- **Instructions for the task**: Among the records below, find the lines that hold the word "return" and report how many there are, with no other words.
──────
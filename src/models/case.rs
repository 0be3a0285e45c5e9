//! Scenario ("case") inputs for the operating-profit waterfall
//!
//! A review carries two independently configured cases, Worst and Best.
//! Each case holds its revenue estimate, itemized costs and effort, and the
//! percentage/base knobs for the risk cost and the two external-purchase
//! deduction stages.

use serde::{Deserialize, Serialize};
use std::fmt;

use crate::error::{ProfitError, ProfitResult};
use crate::numeric::{lenient_amount, lenient_mm};

/// Calculation base for the risk cost
#[derive(Debug, Clone, Copy, PartialEq, Eq, Hash, Serialize, Deserialize, Default)]
#[serde(rename_all = "snake_case")]
pub enum RiskCostBase {
    #[default]
    TotalRevenue,
    /// Software / goods revenue
    RevenueSw,
    /// Hardware revenue
    RevenueHw,
    /// Service revenue
    RevenueService,
    /// Operating profit is not known yet when the risk cost is computed;
    /// this base always resolves to zero
    OperatingProfit,
}

impl fmt::Display for RiskCostBase {
    fn fmt(&self, f: &mut fmt::Formatter<'_>) -> fmt::Result {
        match self {
            RiskCostBase::TotalRevenue => write!(f, "total revenue"),
            RiskCostBase::RevenueSw => write!(f, "goods revenue"),
            RiskCostBase::RevenueHw => write!(f, "hardware revenue"),
            RiskCostBase::RevenueService => write!(f, "service revenue"),
            RiskCostBase::OperatingProfit => write!(f, "operating profit"),
        }
    }
}

/// Calculation base for an external-purchase deduction
#[derive(Debug, Clone, Copy, PartialEq, Eq, Hash, Serialize, Deserialize, Default)]
#[serde(rename_all = "snake_case")]
pub enum ExternalPurchaseBase {
    TotalRevenue,
    RevenueSw,
    RevenueHw,
    RevenueService,
    /// Operating profit before any external purchase
    #[default]
    OperatingProfit,
    /// In stage 1: the percentage applies to what remains after the
    /// deduction (markup formula). In stage 2: the finalized stage-1 profit.
    OperatingProfitEp1,
}

impl fmt::Display for ExternalPurchaseBase {
    fn fmt(&self, f: &mut fmt::Formatter<'_>) -> fmt::Result {
        match self {
            ExternalPurchaseBase::TotalRevenue => write!(f, "total revenue"),
            ExternalPurchaseBase::RevenueSw => write!(f, "goods revenue"),
            ExternalPurchaseBase::RevenueHw => write!(f, "hardware revenue"),
            ExternalPurchaseBase::RevenueService => write!(f, "service revenue"),
            ExternalPurchaseBase::OperatingProfit => write!(f, "operating profit"),
            ExternalPurchaseBase::OperatingProfitEp1 => write!(f, "operating profit (EP1)"),
        }
    }
}

/// Expected order value by category
#[derive(Debug, Clone, Copy, PartialEq, Serialize, Deserialize, Default)]
pub struct RevenueBreakdown {
    /// Software / goods
    #[serde(default, deserialize_with = "lenient_amount")]
    pub goods: f64,
    #[serde(default, deserialize_with = "lenient_amount")]
    pub hardware: f64,
    #[serde(default, deserialize_with = "lenient_amount")]
    pub services: f64,
}

impl RevenueBreakdown {
    pub fn new(goods: f64, hardware: f64, services: f64) -> Self {
        Self {
            goods,
            hardware,
            services,
        }
    }
}

/// A labelled amount (project cost, third-party goods purchase)
#[derive(Debug, Clone, PartialEq, Serialize, Deserialize, Default)]
pub struct CostEntry {
    #[serde(default)]
    pub item: String,
    #[serde(default, deserialize_with = "lenient_amount")]
    pub amount: f64,
}

impl CostEntry {
    pub fn new(item: impl Into<String>, amount: f64) -> Self {
        Self {
            item: item.into(),
            amount,
        }
    }
}

/// A labelled effort estimate in person-months
#[derive(Debug, Clone, PartialEq, Serialize, Deserialize, Default)]
pub struct EffortEntry {
    #[serde(default)]
    pub item: String,
    #[serde(default, deserialize_with = "lenient_mm")]
    pub mm: f64,
}

impl EffortEntry {
    pub fn new(item: impl Into<String>, mm: f64) -> Self {
        Self {
            item: item.into(),
            mm,
        }
    }
}

/// One external-purchase deduction stage
#[derive(Debug, Clone, Copy, PartialEq, Serialize, Deserialize)]
pub struct ExternalPurchaseStage {
    #[serde(default, deserialize_with = "lenient_amount")]
    pub percent: f64,
    #[serde(default)]
    pub base: ExternalPurchaseBase,
    #[serde(default)]
    pub include: bool,
}

impl ExternalPurchaseStage {
    pub fn new(percent: f64, base: ExternalPurchaseBase, include: bool) -> Self {
        Self {
            percent,
            base,
            include,
        }
    }

    /// A stage that deducts nothing
    pub fn disabled() -> Self {
        Self::new(0.0, ExternalPurchaseBase::OperatingProfit, false)
    }
}

impl Default for ExternalPurchaseStage {
    fn default() -> Self {
        Self::disabled()
    }
}

/// Everything needed to evaluate one case
#[derive(Debug, Clone, PartialEq, Serialize, Deserialize)]
pub struct CaseInput {
    #[serde(default)]
    pub revenue: RevenueBreakdown,

    /// Project execution costs
    #[serde(default)]
    pub project_costs: Vec<CostEntry>,

    /// Other goods purchased from third parties
    #[serde(default)]
    pub other_goods: Vec<CostEntry>,

    /// Estimated effort, converted to cost at the fixed person-month rate
    #[serde(default)]
    pub estimated_mm: Vec<EffortEntry>,

    #[serde(
        default = "default_risk_cost_percent",
        deserialize_with = "lenient_amount"
    )]
    pub risk_cost_percent: f64,

    #[serde(default)]
    pub risk_cost_base: RiskCostBase,

    #[serde(default = "default_first_stage")]
    pub external_purchase_1: ExternalPurchaseStage,

    #[serde(default)]
    pub external_purchase_2: ExternalPurchaseStage,
}

fn default_risk_cost_percent() -> f64 {
    10.0
}

fn default_first_stage() -> ExternalPurchaseStage {
    ExternalPurchaseStage::new(30.0, ExternalPurchaseBase::OperatingProfit, false)
}

impl Default for CaseInput {
    fn default() -> Self {
        Self {
            revenue: RevenueBreakdown::default(),
            project_costs: Vec::new(),
            other_goods: Vec::new(),
            estimated_mm: Vec::new(),
            risk_cost_percent: default_risk_cost_percent(),
            risk_cost_base: RiskCostBase::default(),
            external_purchase_1: default_first_stage(),
            external_purchase_2: ExternalPurchaseStage::default(),
        }
    }
}

impl CaseInput {
    /// Create a case with the given revenue and default knobs
    pub fn new(revenue: RevenueBreakdown) -> Self {
        Self {
            revenue,
            ..Self::default()
        }
    }

    /// Total estimated person-months, rounded to two decimals
    pub fn total_mm(&self) -> f64 {
        crate::numeric::round_mm(self.estimated_mm.iter().map(|e| e.mm).sum())
    }

    /// Check the rules an editor should enforce before saving
    ///
    /// The calculator never fails on these; a stage-2 deduction without
    /// stage 1 is simply not applied.
    pub fn validate(&self) -> ProfitResult<()> {
        if self.external_purchase_2.include && !self.external_purchase_1.include {
            return Err(ProfitError::Validation(
                "External purchase 2 cannot be enabled without external purchase 1".into(),
            ));
        }

        let percents = [
            ("risk cost", self.risk_cost_percent),
            ("external purchase 1", self.external_purchase_1.percent),
            ("external purchase 2", self.external_purchase_2.percent),
        ];
        for (label, pct) in percents {
            if !pct.is_finite() {
                return Err(ProfitError::Validation(format!(
                    "{} percentage must be a finite number",
                    label
                )));
            }
        }

        Ok(())
    }
}

/// The two cases of a profitability review
#[derive(Debug, Clone, PartialEq, Serialize, Deserialize, Default)]
pub struct ReviewCases {
    #[serde(default)]
    pub worst: CaseInput,
    #[serde(default)]
    pub best: CaseInput,
}

impl ReviewCases {
    /// Validate both cases, naming the failing one
    pub fn validate(&self) -> ProfitResult<()> {
        self.worst
            .validate()
            .map_err(|e| ProfitError::Validation(format!("Worst case: {}", e)))?;
        self.best
            .validate()
            .map_err(|e| ProfitError::Validation(format!("Best case: {}", e)))?;
        Ok(())
    }
}

#[cfg(test)]
mod tests {
    use super::*;

    #[test]
    fn test_defaults() {
        let case = CaseInput::default();
        assert_eq!(case.risk_cost_percent, 10.0);
        assert_eq!(case.risk_cost_base, RiskCostBase::TotalRevenue);
        assert_eq!(case.external_purchase_1.percent, 30.0);
        assert!(!case.external_purchase_1.include);
        assert!(!case.external_purchase_2.include);
    }

    #[test]
    fn test_deserialize_selectors() {
        let json = r#"{
            "revenue": {"goods": "10,000", "services": 5000},
            "risk_cost_base": "revenue_service",
            "external_purchase_1": {"percent": 25, "base": "operating_profit_ep1", "include": true}
        }"#;
        let case: CaseInput = serde_json::from_str(json).unwrap();
        assert_eq!(case.revenue.goods, 10_000.0);
        assert_eq!(case.revenue.hardware, 0.0);
        assert_eq!(case.risk_cost_base, RiskCostBase::RevenueService);
        assert_eq!(
            case.external_purchase_1.base,
            ExternalPurchaseBase::OperatingProfitEp1
        );
        assert_eq!(case.risk_cost_percent, 10.0);
    }

    #[test]
    fn test_unknown_selector_is_rejected() {
        let result: Result<CaseInput, _> =
            serde_json::from_str(r#"{"risk_cost_base": "net_profit"}"#);
        assert!(result.is_err());
    }

    #[test]
    fn test_stage_gating_validation() {
        let mut case = CaseInput::default();
        case.external_purchase_2.include = true;
        let err = case.validate().unwrap_err();
        assert!(err.is_validation());

        case.external_purchase_1.include = true;
        assert!(case.validate().is_ok());
    }

    #[test]
    fn test_review_validation_names_case() {
        let mut review = ReviewCases::default();
        review.best.external_purchase_2.include = true;
        let err = review.validate().unwrap_err();
        assert!(err.to_string().contains("Best case"));
    }

    #[test]
    fn test_total_mm() {
        let mut case = CaseInput::default();
        case.estimated_mm = vec![EffortEntry::new("dev", 1.1), EffortEntry::new("qa", 0.2)];
        assert_eq!(case.total_mm(), 1.3);
    }
}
──────
- **Problem solution**: 2